Der aktuelle Zustand der Gewerbeaufsicht in Baden-Württemberg muss dringend geändert werden. Hinsichtlich der Personalausstattung und der Verwaltungsstruktur ist das Experiment „Kommunalisierung von Aufgaben des Arbeits- und Umweltschutzes“ im Musterland Baden-Württemberg gescheitert.

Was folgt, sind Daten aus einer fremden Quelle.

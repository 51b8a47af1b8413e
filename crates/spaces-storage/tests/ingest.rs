//! Ingestor behaviour against the in-memory backend.

mod common;

use std::sync::Arc;

use serde_json::json;

use spaces_core::error::IndexerError;
use spaces_core::ingest::Ingestor;
use spaces_core::store::SpaceReader;
use spaces_core::types::{SpaceAction, SpaceStatus, Transaction};
use spaces_storage::InMemoryStorage;

use common::{bid, block, claim, labelled, rollout, transfer, FailingStore};

fn setup() -> (Arc<InMemoryStorage>, Ingestor) {
    let store = Arc::new(InMemoryStorage::new());
    let ingestor = Ingestor::new(store.clone());
    (store, ingestor)
}

#[tokio::test]
async fn empty_block_is_not_stored() {
    let (store, ingestor) = setup();
    let receipt = ingestor.process_block(&block(900_000), &[]).await.unwrap();

    assert!(receipt.is_none());
    assert_eq!(store.block_count().await.unwrap(), 0);
    assert!(store.block_at(900_000).await.is_none());
}

#[tokio::test]
async fn bid_on_new_name_creates_pre_auction_space() {
    let (store, ingestor) = setup();
    let receipt = ingestor
        .process_block(&block(900_000), &[bid("t1", "@fresh", 50_000)])
        .await
        .unwrap()
        .unwrap();

    assert_eq!(receipt.spaces_created, 1);
    assert_eq!(receipt.history_rows, 1);
    assert_eq!(receipt.transitions, 0);

    let space = store.space("@fresh").await.unwrap().unwrap();
    assert_eq!(space.status, SpaceStatus::PreAuction);

    let history = store.history_for("@fresh").await.unwrap();
    assert_eq!(history.len(), 1);
    assert_eq!(history[0].action, Some(SpaceAction::Bid));
    assert_eq!(history[0].bid_amount, Some(50_000));
    assert_eq!(history[0].txid, "t1");
    assert_eq!(space.last_history_id, Some(history[0].id));
}

#[tokio::test]
async fn full_lifecycle_across_blocks() {
    let (store, ingestor) = setup();
    ingestor
        .process_block(&block(1), &[rollout("t1", "@bitcoin", 1_000)])
        .await
        .unwrap();
    assert_eq!(
        store.space("@bitcoin").await.unwrap().unwrap().status,
        SpaceStatus::Auction
    );

    ingestor
        .process_block(&block(2), &[bid("t2", "@bitcoin", 7_500)])
        .await
        .unwrap();
    assert_eq!(
        store.space("@bitcoin").await.unwrap().unwrap().status,
        SpaceStatus::Auction
    );

    ingestor
        .process_block(&block(3), &[claim("t3", "@bitcoin")])
        .await
        .unwrap();
    assert_eq!(
        store.space("@bitcoin").await.unwrap().unwrap().status,
        SpaceStatus::Registered
    );

    ingestor
        .process_block(&block(4), &[transfer("t4", "@bitcoin")])
        .await
        .unwrap();
    ingestor
        .process_block(&block(5), &[labelled("t5", "@bitcoin", "revoke")])
        .await
        .unwrap();

    let space = store.space("@bitcoin").await.unwrap().unwrap();
    assert_eq!(space.status, SpaceStatus::Revoked);

    let actions: Vec<_> = store
        .history_for("@bitcoin")
        .await
        .unwrap()
        .into_iter()
        .map(|h| h.action)
        .collect();
    assert_eq!(
        actions,
        vec![
            Some(SpaceAction::Rollout),
            Some(SpaceAction::Bid),
            Some(SpaceAction::Register),
            Some(SpaceAction::Transfer),
            Some(SpaceAction::Revoke),
        ]
    );
    assert_eq!(store.stored_heights().await, vec![1, 2, 3, 4, 5]);
}

#[tokio::test]
async fn register_after_bid_ignores_other_event_fields() {
    let (store, ingestor) = setup();
    ingestor
        .process_block(&block(10), &[bid("t1", "@name", 100)])
        .await
        .unwrap();

    let register = spaces_core::types::Transaction::from_json(serde_json::json!({
        "txid": "t2",
        "vmetaout": [{
            "action": "revoke",
            "target": {
                "name": "@name",
                "covenant": { "type": "transfer", "total_burned": 999 }
            }
        }]
    }))
    .unwrap();
    ingestor.process_block(&block(11), &[register]).await.unwrap();

    let history = store.history_for("@name").await.unwrap();
    assert_eq!(history[1].action, Some(SpaceAction::Register));
    assert_eq!(history[1].bid_amount, None);
    assert_eq!(
        store.space("@name").await.unwrap().unwrap().status,
        SpaceStatus::Registered
    );
}

#[tokio::test]
async fn unmatched_event_is_recorded_without_transition() {
    let (store, ingestor) = setup();
    ingestor
        .process_block(&block(10), &[rollout("t1", "@name", 1)])
        .await
        .unwrap();
    ingestor
        .process_block(&block(11), &[claim("t2", "@name")])
        .await
        .unwrap();

    let space = store.space("@name").await.unwrap().unwrap();
    let history = store.history_for("@name").await.unwrap();
    assert_eq!(space.status, SpaceStatus::Auction);
    assert_eq!(history.len(), 2);
    assert_eq!(history[1].action, None);
    assert_eq!(history[1].payload["target"]["covenant"]["type"], "transfer");
    assert_eq!(space.last_history_id, Some(history[1].id));
}

#[tokio::test]
async fn transfer_of_unknown_space_aborts_block() {
    let (store, ingestor) = setup();
    let err = ingestor
        .process_block(
            &block(20),
            &[rollout("t1", "@known", 5), transfer("t2", "@ghost")],
        )
        .await
        .unwrap_err();

    assert!(matches!(
        err,
        IndexerError::UnknownSpace { ref name, ref txid } if name == "@ghost" && txid == "t2"
    ));
    assert!(err.is_consistency());
    assert_eq!(store.block_count().await.unwrap(), 0);
    assert_eq!(store.transaction_count().await.unwrap(), 0);
    assert!(store.space("@known").await.unwrap().is_none());
}

#[tokio::test]
async fn failure_after_nth_history_insert_leaves_store_untouched() {
    let memory = Arc::new(InMemoryStorage::new());
    let ingestor = Ingestor::new(memory.clone());
    ingestor
        .process_block(&block(1), &[rollout("t0", "@a", 10)])
        .await
        .unwrap();

    let before_space = memory.space("@a").await.unwrap().unwrap();
    let before_history = memory.history_count().await;

    for fail_on in 1..=3 {
        let failing = Ingestor::new(Arc::new(FailingStore::new(memory.clone(), fail_on)));
        let err = failing
            .process_block(
                &block(2),
                &[bid("t1", "@a", 20), claim("t2", "@a"), bid("t3", "@b", 30)],
            )
            .await
            .unwrap_err();
        assert!(matches!(err, IndexerError::Storage(_)));

        assert_eq!(memory.stored_heights().await, vec![1]);
        assert_eq!(memory.transaction_count().await.unwrap(), 1);
        assert_eq!(memory.history_count().await, before_history);
        assert_eq!(memory.space("@a").await.unwrap().unwrap(), before_space);
        assert!(memory.space("@b").await.unwrap().is_none());
    }
}

#[tokio::test]
async fn duplicate_block_is_rejected_atomically() {
    let (store, ingestor) = setup();
    ingestor
        .process_block(&block(30), &[rollout("t1", "@dup", 1)])
        .await
        .unwrap();

    let err = ingestor
        .process_block(&block(30), &[bid("t2", "@dup", 5)])
        .await
        .unwrap_err();
    assert!(matches!(err, IndexerError::Storage(_)));
    assert_eq!(store.history_for("@dup").await.unwrap().len(), 1);
}

#[tokio::test]
async fn transactions_keep_their_block_order() {
    let (store, ingestor) = setup();
    let receipt = ingestor
        .process_block(
            &block(40),
            &[rollout("ta", "@x", 1), rollout("tb", "@y", 1), bid("tc", "@x", 2)],
        )
        .await
        .unwrap()
        .unwrap();

    let rows = store.transactions_in(receipt.block_id).await;
    let order: Vec<_> = rows.iter().map(|r| (r.position, r.txid.as_str())).collect();
    assert_eq!(order, vec![(0, "ta"), (1, "tb"), (2, "tc")]);
    assert_eq!(receipt.spaces_created, 2);
    assert_eq!(receipt.transitions, 2);
}

#[tokio::test]
async fn bid_then_register_in_one_block_registers() {
    let (store, ingestor) = setup();
    ingestor
        .process_block(&block(50), &[bid("t1", "@pair", 10), claim("t2", "@pair")])
        .await
        .unwrap();

    assert_eq!(
        store.space("@pair").await.unwrap().unwrap().status,
        SpaceStatus::Registered
    );
}

/// Reverse order within a block is unsupported: the register event arrives
/// before any bid, so it is recorded without effect and the space stays in
/// pre-auction. Pinned so the outcome stays deterministic.
#[tokio::test]
async fn register_before_bid_in_one_block_stays_pre_auction() {
    let (store, ingestor) = setup();
    ingestor
        .process_block(&block(50), &[claim("t2", "@pair"), bid("t1", "@pair", 10)])
        .await
        .unwrap();

    let space = store.space("@pair").await.unwrap().unwrap();
    assert_eq!(space.status, SpaceStatus::PreAuction);
    let actions: Vec<_> = store
        .history_for("@pair")
        .await
        .unwrap()
        .into_iter()
        .map(|h| h.action)
        .collect();
    assert_eq!(actions, vec![None, Some(SpaceAction::Bid)]);
}

#[tokio::test]
async fn transfer_output_sees_space_created_earlier_in_block() {
    let (store, ingestor) = setup();
    let receipt = ingestor
        .process_block(
            &block(60),
            &[
                rollout("t1", "@new", 1_000),
                transfer("t2", "@new"),
                bid("t3", "@later", 5),
                claim("t4", "@later"),
                transfer("t5", "@later"),
            ],
        )
        .await
        .unwrap()
        .unwrap();

    assert_eq!(receipt.spaces_created, 2);
    assert_eq!(receipt.history_rows, 5);

    let fresh = store.space("@new").await.unwrap().unwrap();
    assert_eq!(fresh.status, SpaceStatus::Auction);
    let history = store.history_for("@new").await.unwrap();
    let actions: Vec<_> = history.iter().map(|h| h.action.clone()).collect();
    assert_eq!(actions, vec![Some(SpaceAction::Rollout), Some(SpaceAction::Transfer)]);
    assert_eq!(fresh.last_history_id, Some(history[1].id));

    let registered = store.space("@later").await.unwrap().unwrap();
    assert_eq!(registered.status, SpaceStatus::Registered);
    let last = store.history_for("@later").await.unwrap().pop().unwrap();
    assert_eq!(last.action, Some(SpaceAction::Transfer));
    assert_eq!(last.txid, "t5");
}

#[tokio::test]
async fn string_bid_value_opens_auction_instead_of_failing() {
    let (store, ingestor) = setup();
    let tx = Transaction::from_json(json!({
        "txid": "t1",
        "vmetaout": [{
            "action": "rollout",
            "bid_value": "1000",
            "target": { "name": "@quoted", "covenant": { "type": "reserve" } }
        }]
    }))
    .unwrap();

    ingestor.process_block(&block(70), &[tx]).await.unwrap();

    let space = store.space("@quoted").await.unwrap().unwrap();
    assert_eq!(space.status, SpaceStatus::Auction);
    let history = store.history_for("@quoted").await.unwrap();
    assert_eq!(history[0].action, Some(SpaceAction::Rollout));
    assert_eq!(history[0].payload["bid_value"], json!("1000"));
}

arbeitsstaettenkontrollen der gewerbeaufsichtNach der Verwaltungsstrukturreform 2004 werden die Defizite in der Aufgabenwahrnehmung immer deutlicher. Beispielsweise sind in der Landeshauptstadt Stuttgart zwei Halbtags- und eine Vollzeitkraft neben anderen Aufgaben für die Überprüfung der Umsetzung von Sicherheit und Gesundheitsschutz auf allen Baustellen im gesamten Stadtgebiet zuständig. Eine derartige Personalausstattung ist für den Bausektor, dem unfallträchtigsten und aus Sicht des Arbeitsschutzes gefährlichsten Arbeitsbereich Deutschlands, unangemessen und fahrlässig. Der Zustand im Arbeitsschutz ist ein Paradebeispiel für die grundsätzliche Fehlentscheidung in Baden-Württemberg, die technischen Fachverwaltungen zu kommunalisieren. Hier ist Baden-Württemberg das Musterländle im negativen Sinne.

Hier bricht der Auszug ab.